Parallel with these developments he found it necessary, in order to bring under some sort of control the great numbers of laymen flocking to Hirsau, to create the institution of the conversi in the German Benedictine monasteries. Before this there were certainly men-servants in the monasteries, but they lived outside the monastery, wore no specifically religious clothing and took no vows.

"The monastic reforms he called for in his "Hirsau Reform" became the most influential reforms of the 11th and 12th centuries east of the Rhine river, and served as an example to other monasteries." Many monasteries, perhaps as many as 200, both newly founded and long established, embraced the Hirsau Reforms. New abbeys, settled by monks from Hirsau, included Zwiefalten, Blaubeuren, St. Peter im Schwarzwald and St. Georgen im Schwarzwald in Swabia, and Reinhardsbrunn in Thuringia. Already existing monasteries which accepted the reforms included Petershausen near Konstanz, Schaffhausen, Comburg, and St. Peter's in Erfurt.

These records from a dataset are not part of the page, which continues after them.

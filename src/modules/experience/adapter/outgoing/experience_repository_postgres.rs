use async_trait::async_trait;
use chrono::Utc;
use sea_orm::{
    ActiveModelTrait, DatabaseConnection, DbErr, EntityTrait, Set, TransactionTrait,
};
use std::sync::Arc;
use uuid::Uuid;

use crate::auth::adapter::outgoing::owner_links::{
    append_owner_link, remove_owner_link, OwnerLinkError,
};
use crate::auth::application::domain::entities::{OwnedCollection, UserId};
use crate::modules::experience::adapter::outgoing::sea_orm_entity::experiences::{
    ActiveModel, Entity,
};
use crate::modules::experience::application::domain::entities::{Experience, ExperienceData};
use crate::modules::experience::application::ports::outgoing::{
    ExperienceRepository, ExperienceRepositoryError,
};

#[derive(Clone)]
pub struct ExperienceRepositoryPostgres {
    db: Arc<DatabaseConnection>,
}

impl ExperienceRepositoryPostgres {
    pub fn new(db: Arc<DatabaseConnection>) -> Self {
        Self { db }
    }
}

#[async_trait]
impl ExperienceRepository for ExperienceRepositoryPostgres {
    async fn create_for_owner(
        &self,
        owner: UserId,
        data: ExperienceData,
    ) -> Result<Experience, ExperienceRepositoryError> {
        let now = Utc::now().fixed_offset();

        let mut model = ActiveModel {
            id: Set(Uuid::new_v4()),
            created_at: Set(now),
            updated_at: Set(now),
            ..Default::default()
        };
        model.apply(data).map_err(map_json_err)?;

        let txn = self.db.begin().await.map_err(map_db_err)?;

        let result = async {
            let inserted = model.insert(&txn).await.map_err(map_db_err)?;

            append_owner_link(&txn, owner, OwnedCollection::Experiences, inserted.id)
                .await
                .map_err(map_link_err)?;

            inserted.to_domain().map_err(map_json_err)
        }
        .await;

        match result {
            Ok(experience) => {
                txn.commit().await.map_err(map_db_err)?;
                tracing::debug!(
                    experience_id = %experience.id,
                    owner = %owner,
                    "Experience linked to owner"
                );
                Ok(experience)
            }
            Err(e) => {
                let _ = txn.rollback().await;
                Err(e)
            }
        }
    }

    async fn update(
        &self,
        experience_id: Uuid,
        data: ExperienceData,
    ) -> Result<(), ExperienceRepositoryError> {
        let mut model = ActiveModel {
            id: Set(experience_id),
            ..Default::default()
        };
        model.apply(data).map_err(map_json_err)?;

        model.update(&*self.db).await.map_err(|e| match e {
            DbErr::RecordNotUpdated => ExperienceRepositoryError::NotFound,
            other => map_db_err(other),
        })?;

        Ok(())
    }

    async fn delete_for_owner(
        &self,
        owner: UserId,
        experience_id: Uuid,
    ) -> Result<(), ExperienceRepositoryError> {
        let txn = self.db.begin().await.map_err(map_db_err)?;

        let result = async {
            let referenced =
                remove_owner_link(&txn, owner, OwnedCollection::Experiences, experience_id)
                    .await
                    .map_err(map_link_err)?;

            if !referenced {
                return Err(ExperienceRepositoryError::NotFound);
            }

            let deleted = Entity::delete_by_id(experience_id)
                .exec(&txn)
                .await
                .map_err(map_db_err)?;

            if deleted.rows_affected == 0 {
                return Err(ExperienceRepositoryError::NotFound);
            }

            Ok(())
        }
        .await;

        match result {
            Ok(()) => {
                txn.commit().await.map_err(map_db_err)?;
                Ok(())
            }
            Err(e) => {
                let _ = txn.rollback().await;
                Err(e)
            }
        }
    }
}

fn map_db_err(e: DbErr) -> ExperienceRepositoryError {
    ExperienceRepositoryError::DatabaseError(e.to_string())
}

fn map_json_err(e: serde_json::Error) -> ExperienceRepositoryError {
    ExperienceRepositoryError::SerializationError(e.to_string())
}

fn map_link_err(e: OwnerLinkError) -> ExperienceRepositoryError {
    match e {
        OwnerLinkError::OwnerNotFound => ExperienceRepositoryError::OwnerNotFound,
        OwnerLinkError::DatabaseError(msg) => ExperienceRepositoryError::DatabaseError(msg),
        OwnerLinkError::CorruptList(msg) => ExperienceRepositoryError::SerializationError(msg),
    }
}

Finally, there were the priories such as Reichenbach in Baden-Württemberg, Schönrain in Franconia and Fischbachau in Bavaria.

He also had a standard edition of the Vulgate made for all the monasteries of the reform.

==Political implications==
Support for the reforms came primarily from Swabia and Franconia, with a smaller following in Central and East Germany. The spread of the Hirsau Reforms was directly related to the reputation William had acquired through the ecclesio-political propaganda of the Investiture Controversy, as the main support of Pope Gregory's faction in Germany and in Swabia. He was on the side of the counter-kings Rudolf of Swabia (1077–1080) and Herman of Luxemburg, Count of Salm (1081–1088). Among other things, the tenacity of the Gregorian party in south-west Germany was due to him, quite apart from the reputation of Hirsau Abbey among ecclesiastical reformers.

William died on 5 July 1091 and was buried in the abbey church.

==Legacy==
Besides composing the Constitutiones Hirsaugienses William of Hirsau was the author of the treatises "De astronomia", of which only the prologue is printed and "De musica". For centuries, he was miscredited with William of Conches's De Philosophia Mundi, causing some scholars to further miscredit him with having originated St Anselm's ontological argument for the existence of God.

His life is recorded in the Vita Willihelmi abbatis Hirsaugiensis.

William of Hirsau is commemorated by the Benedictines on 4 or 5 July.